DATA START
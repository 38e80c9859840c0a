//! Transaction query helpers.
//!
//! Read-only lookups used by the allocation services and the API layer.
//! Mutation lives in [`crate::core::allocation`] and [`crate::core::split`].

use crate::{
    entities::{Transaction, TransactionSplit, transaction, transaction_split},
    errors::{Error, Result},
};
use chrono::NaiveDate;
use sea_orm::{QueryOrder, prelude::*};

/// Retrieves a transaction by its internal id.
pub async fn get_transaction_by_id<C>(
    db: &C,
    transaction_id: i64,
) -> Result<Option<transaction::Model>>
where
    C: ConnectionTrait,
{
    Transaction::find_by_id(transaction_id)
        .one(db)
        .await
        .map_err(Into::into)
}

/// Retrieves all transactions awaiting a user allocation, oldest first.
pub async fn get_unprocessed_transactions(
    db: &DatabaseConnection,
) -> Result<Vec<transaction::Model>> {
    Transaction::find()
        .filter(transaction::Column::Processed.eq(false))
        .order_by_asc(transaction::Column::BookingDate)
        .order_by_asc(transaction::Column::Id)
        .all(db)
        .await
        .map_err(Into::into)
}

/// Retrieves all transactions booked in a calendar month, newest first.
pub async fn get_transactions_for_month(
    db: &DatabaseConnection,
    year: i32,
    month: u32,
) -> Result<Vec<transaction::Model>> {
    let start = NaiveDate::from_ymd_opt(year, month, 1).ok_or_else(|| Error::Config {
        message: format!("Invalid month: {year}-{month}"),
    })?;
    let end = if month == 12 {
        NaiveDate::from_ymd_opt(year + 1, 1, 1)
    } else {
        NaiveDate::from_ymd_opt(year, month + 1, 1)
    }
    .ok_or_else(|| Error::Config {
        message: format!("Invalid month: {year}-{month}"),
    })?;

    Transaction::find()
        .filter(transaction::Column::BookingDate.gte(start))
        .filter(transaction::Column::BookingDate.lt(end))
        .order_by_desc(transaction::Column::BookingDate)
        .order_by_desc(transaction::Column::Id)
        .all(db)
        .await
        .map_err(Into::into)
}

/// Retrieves the split rows of a transaction, if any.
pub async fn get_splits_for_transaction<C>(
    db: &C,
    transaction_id: i64,
) -> Result<Vec<transaction_split::Model>>
where
    C: ConnectionTrait,
{
    TransactionSplit::find()
        .filter(transaction_split::Column::TransactionId.eq(transaction_id))
        .order_by_asc(transaction_split::Column::Id)
        .all(db)
        .await
        .map_err(Into::into)
}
DATA END
- **WHAT THIS TASK INVOLVES**
In the lines above, find the word "TransactionSplit" and copy every line it occurs in.

- **EXERCISE SOLUTION**
    entities::{Transaction, TransactionSplit, transaction, transaction_split},
    TransactionSplit::find()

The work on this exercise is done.